Preprints are manuscripts made publicly available before they have been submitted for formal peer review and publication. They might contain new research findings or data. Preprints can be a draft or final version of an author's research but must not have been accepted for publication at the time of submission.
submitted on 23.04.2020 and posted on 27.04.2020by Ani Ozcelik, Daniel Aranda Ruiz, Sara Gil-Guerrero, Xaquín A. Pola-Otero, Maria Talavera, Liangxuan Wang, Santosh Kumar Behera, Johannes Gierschner, Ángeles Peña-Gallego, Fabrizio Santoro, Raquel Pereira-Cameselle, José Lorenzo Alonso Gómez
Several theoretical studies have proposed strategies to reach helical molecular orbitals (Hel-MOs) in [n]cumulenes. While chiral even-[n] cumulenes feature Hel-MOs, odd-[n] cumulenes may also present them if the terminal groups lie on different planes. However, the hitherto proposed systems have been either experimentally unfeasible or resulted in opposite pseudo-degenerated Hel-MOs, impeding their use in real applicatons. To overcome this challenge, we hereby demonstrate the introduction of a remarkable energy difference between helical orbitals of opposite twist by fixing the torsion angle between the terminal groups in butadiyne fragments.
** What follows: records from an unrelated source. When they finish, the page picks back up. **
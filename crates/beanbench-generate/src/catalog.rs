use std::collections::BTreeMap;

use serde::{Deserialize, Serialize};

use beanbench_config::Naming;
use beanbench_core::{
    ConstraintDefinition, ConstraintDescriptor, ConstraintKind, ParamValue, SampleValue,
    ValueType,
};

use crate::errors::GenerationError;

const MESSAGE_PARAM: &str = "message";

/// Descriptors applied together to a basic field, with sample values that
/// satisfy and violate them.
#[derive(Debug, Clone, PartialEq, Serialize, Deserialize)]
pub struct DescriptorBundle {
    pub descriptors: Vec<ConstraintDescriptor>,
    pub valid_values: Vec<SampleValue>,
    pub invalid_values: Vec<SampleValue>,
}

impl DescriptorBundle {
    pub fn new(
        descriptors: Vec<ConstraintDescriptor>,
        valid_values: Vec<SampleValue>,
        invalid_values: Vec<SampleValue>,
    ) -> Self {
        Self {
            descriptors,
            valid_values,
            invalid_values,
        }
    }
}

/// Constraint catalog consulted by the annotator.
#[derive(Debug, Clone, PartialEq, Serialize, Deserialize)]
pub struct Catalog {
    /// Candidate bundles per basic value type.
    pub basic: BTreeMap<ValueType, Vec<DescriptorBundle>>,
    /// Presence descriptors for reference fields; one is picked per field.
    pub reference: Vec<ConstraintDescriptor>,
    /// Cascade marker attached to every reference field.
    pub cascade: ConstraintDescriptor,
    /// Class-level descriptor attached to every entity.
    pub entity: ConstraintDescriptor,
    /// Composite constraint types referenced by the descriptors above.
    pub definitions: Vec<ConstraintDefinition>,
}

impl Catalog {
    /// The stock catalog: text and integer bundles, presence descriptors
    /// for references and the always-valid class marker.
    pub fn builtin(naming: &Naming) -> Self {
        let good_code = ConstraintKind::composed("GoodCode");
        let ranged_int = ConstraintKind::composed("RangedInt");
        let always_valid = ConstraintKind::composed("AlwaysValid");

        let not_null = || {
            ConstraintDescriptor::new(ConstraintKind::NotNull)
                .with_param(MESSAGE_PARAM, ParamValue::text("cannot be null"))
        };
        let bounded = DescriptorBundle::new(
            vec![
                ConstraintDescriptor::new(ConstraintKind::Min)
                    .with_param(MESSAGE_PARAM, ParamValue::text("must be bigger than {value}"))
                    .with_param("value", ParamValue::Int(100)),
                ConstraintDescriptor::new(ConstraintKind::Max)
                    .with_param(MESSAGE_PARAM, ParamValue::text("must be less than {value}"))
                    .with_param("value", ParamValue::Int(200)),
            ],
            vec![SampleValue::Int(155)],
            vec![SampleValue::Int(-100), SampleValue::Int(4000)],
        );
        let ranged = DescriptorBundle::new(
            vec![ConstraintDescriptor::new(ranged_int.clone())],
            vec![SampleValue::Int(2500), SampleValue::Int(3000)],
            vec![SampleValue::Int(-20), SampleValue::Int(40_000_000)],
        );

        let text = vec![
            DescriptorBundle::new(
                vec![not_null()],
                vec![SampleValue::text("good")],
                vec![SampleValue::Null],
            ),
            DescriptorBundle::new(
                vec![
                    not_null(),
                    ConstraintDescriptor::new(ConstraintKind::Size)
                        .with_param("min", ParamValue::Int(6))
                        .with_param("max", ParamValue::Int(12)),
                ],
                vec![SampleValue::text("goodgood")],
                vec![SampleValue::Null, SampleValue::text("bad")],
            ),
            DescriptorBundle::new(
                vec![ConstraintDescriptor::new(good_code)],
                vec![SampleValue::text("goodcode"), SampleValue::text("1234123")],
                vec![
                    SampleValue::Null,
                    SampleValue::text("bad"),
                    SampleValue::text("acodetoolong"),
                ],
            ),
        ];
        let integer = vec![
            DescriptorBundle::new(
                vec![not_null()],
                vec![SampleValue::Int(3)],
                vec![SampleValue::Null],
            ),
            bounded.clone(),
            ranged.clone(),
        ];
        // Primitive ints cannot hold null, so only the bounded bundles apply.
        let int = vec![bounded, ranged];

        let basic = BTreeMap::from([
            (ValueType::Text, text),
            (ValueType::Integer, integer),
            (ValueType::Int, int),
        ]);

        Self {
            basic,
            reference: vec![
                ConstraintDescriptor::new(ConstraintKind::NotNull),
                ConstraintDescriptor::new(ConstraintKind::Null),
            ],
            cascade: ConstraintDescriptor::new(ConstraintKind::Valid),
            entity: ConstraintDescriptor::new(always_valid),
            definitions: builtin_definitions(naming),
        }
    }

    /// Bundles available for a value type.
    pub fn bundles_for(&self, value_type: ValueType) -> Result<&[DescriptorBundle], GenerationError> {
        self.basic
            .get(&value_type)
            .map(Vec::as_slice)
            .filter(|bundles| !bundles.is_empty())
            .ok_or_else(|| {
                GenerationError::Configuration(format!(
                    "catalog has no descriptor bundles for type {value_type}"
                ))
            })
    }

    pub fn definition(&self, kind: &ConstraintKind) -> Option<&ConstraintDefinition> {
        self.definitions
            .iter()
            .find(|definition| &definition.kind() == kind)
    }

    /// Check that the catalog can annotate any graph the builder produces.
    pub fn validate(&self) -> Result<(), GenerationError> {
        for value_type in ValueType::ALL {
            for (index, bundle) in self.bundles_for(value_type)?.iter().enumerate() {
                let location = format!("{value_type} bundle {index}");
                if bundle.descriptors.is_empty() {
                    return Err(GenerationError::Configuration(format!(
                        "{location} has no descriptors"
                    )));
                }
                if bundle.valid_values.is_empty() || bundle.invalid_values.is_empty() {
                    return Err(GenerationError::Configuration(format!(
                        "{location} needs both valid and invalid sample values"
                    )));
                }
                if let Some(value) = bundle
                    .valid_values
                    .iter()
                    .find(|value| bundle.invalid_values.contains(value))
                {
                    return Err(GenerationError::Configuration(format!(
                        "{location} lists {value} as both valid and invalid"
                    )));
                }
                if let Some(value) = bundle
                    .valid_values
                    .iter()
                    .chain(bundle.invalid_values.iter())
                    .find(|value| !value.fits(value_type))
                {
                    return Err(GenerationError::Configuration(format!(
                        "{location} sample {value} does not fit type {value_type}"
                    )));
                }
            }
        }

        if self.reference.is_empty() {
            return Err(GenerationError::Configuration(
                "catalog has no reference descriptors".to_string(),
            ));
        }
        if let Some(descriptor) = self
            .reference
            .iter()
            .find(|descriptor| !matches!(descriptor.kind, ConstraintKind::NotNull | ConstraintKind::Null))
        {
            return Err(GenerationError::Configuration(format!(
                "reference descriptor {} is not a presence constraint",
                descriptor.kind
            )));
        }
        if self.cascade.kind != ConstraintKind::Valid {
            return Err(GenerationError::Configuration(format!(
                "cascade descriptor must be Valid, got {}",
                self.cascade.kind
            )));
        }
        if !self.entity.kind.is_composed() {
            return Err(GenerationError::Configuration(format!(
                "class-level descriptor {} is not a composed constraint",
                self.entity.kind
            )));
        }

        let composed = self
            .basic
            .values()
            .flatten()
            .flat_map(|bundle| bundle.descriptors.iter())
            .chain(std::iter::once(&self.entity))
            .map(|descriptor| &descriptor.kind)
            .filter(|kind| kind.is_composed());
        for kind in composed {
            if self.definition(kind).is_none() {
                return Err(GenerationError::Configuration(format!(
                    "composed constraint {kind} has no definition"
                )));
            }
        }

        Ok(())
    }
}

fn builtin_definitions(naming: &Naming) -> Vec<ConstraintDefinition> {
    let qualified = |name: &str| format!("{}.annot.{name}", naming.base_package);

    vec![
        ConstraintDefinition {
            name: "GoodCode".to_string(),
            qualified_name: qualified("GoodCode"),
            composed_of: vec![
                ConstraintDescriptor::new(ConstraintKind::Pattern)
                    .with_param("regexp", ParamValue::text(".*")),
                ConstraintDescriptor::new(ConstraintKind::Size).with_param("min", ParamValue::Int(5)),
                ConstraintDescriptor::new(ConstraintKind::Size).with_param("max", ParamValue::Int(8)),
                ConstraintDescriptor::new(ConstraintKind::NotNull),
            ],
            report_as_single_violation: false,
            validated_by: Vec::new(),
        },
        ConstraintDefinition {
            name: "RangedInt".to_string(),
            qualified_name: qualified("RangedInt"),
            composed_of: vec![
                ConstraintDescriptor::new(ConstraintKind::Max).with_param("value", ParamValue::Int(3000)),
                ConstraintDescriptor::new(ConstraintKind::Min).with_param("value", ParamValue::Int(1000)),
            ],
            report_as_single_violation: true,
            validated_by: Vec::new(),
        },
        ConstraintDefinition {
            name: "AlwaysValid".to_string(),
            qualified_name: qualified("AlwaysValid"),
            composed_of: Vec::new(),
            report_as_single_violation: false,
            validated_by: vec![format!("{}.AlwaysValidValidator", qualified("AlwaysValid"))],
        },
    ]
}

#[cfg(test)]
mod tests {
    use super::*;

    #[test]
    fn builtin_catalog_is_valid() {
        Catalog::builtin(&Naming::default())
            .validate()
            .expect("builtin catalog");
    }

    #[test]
    fn primitive_ints_never_sample_null() {
        let catalog = Catalog::builtin(&Naming::default());
        let bundles = catalog.bundles_for(ValueType::Int).unwrap();
        assert_eq!(bundles.len(), 2);
        assert!(
            bundles
                .iter()
                .flat_map(|bundle| bundle.valid_values.iter().chain(&bundle.invalid_values))
                .all(|value| !value.is_null())
        );
    }

    #[test]
    fn definitions_are_qualified_under_base_package() {
        let naming = Naming {
            base_package: "org.example".to_string(),
            ..Naming::default()
        };
        let catalog = Catalog::builtin(&naming);
        let ranged = catalog
            .definition(&ConstraintKind::composed("RangedInt"))
            .expect("RangedInt definition");
        assert_eq!(ranged.qualified_name, "org.example.annot.RangedInt");
        assert!(ranged.report_as_single_violation);
    }

    #[test]
    fn rejects_bundle_with_overlapping_samples() {
        let mut catalog = Catalog::builtin(&Naming::default());
        if let Some(bundles) = catalog.basic.get_mut(&ValueType::Text) {
            bundles[0].invalid_values.push(SampleValue::text("good"));
        }
        assert!(matches!(
            catalog.validate(),
            Err(GenerationError::Configuration(_))
        ));
    }

    #[test]
    fn rejects_missing_definition() {
        let mut catalog = Catalog::builtin(&Naming::default());
        catalog.definitions.retain(|definition| definition.name != "GoodCode");
        assert!(catalog.validate().is_err());
    }

    #[test]
    fn rejects_null_sample_for_primitive_int() {
        let mut catalog = Catalog::builtin(&Naming::default());
        if let Some(bundles) = catalog.basic.get_mut(&ValueType::Int) {
            bundles[0].invalid_values.push(SampleValue::Null);
        }
        assert!(catalog.validate().is_err());
    }
}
In order to experimentally lock the conformation of the terminal groups, we designed cyclic architectures by combining acetylenes with chiral spirobifluorenes. A straightforward synthetic strategy along with the high stability allowed the isolation and full characterization of systems presenting distinct helical orbitals. Finally, a thorough computational analysis revealed that the most significant optical responses of these systems originate mainly from the exciton coupling between the featured diphenylbutadiyne fragments. This novel strategy opens now access to the development of systems with distinct helical molecular orbitals suitable for their implementation into chiroptical and optoelectronic applications.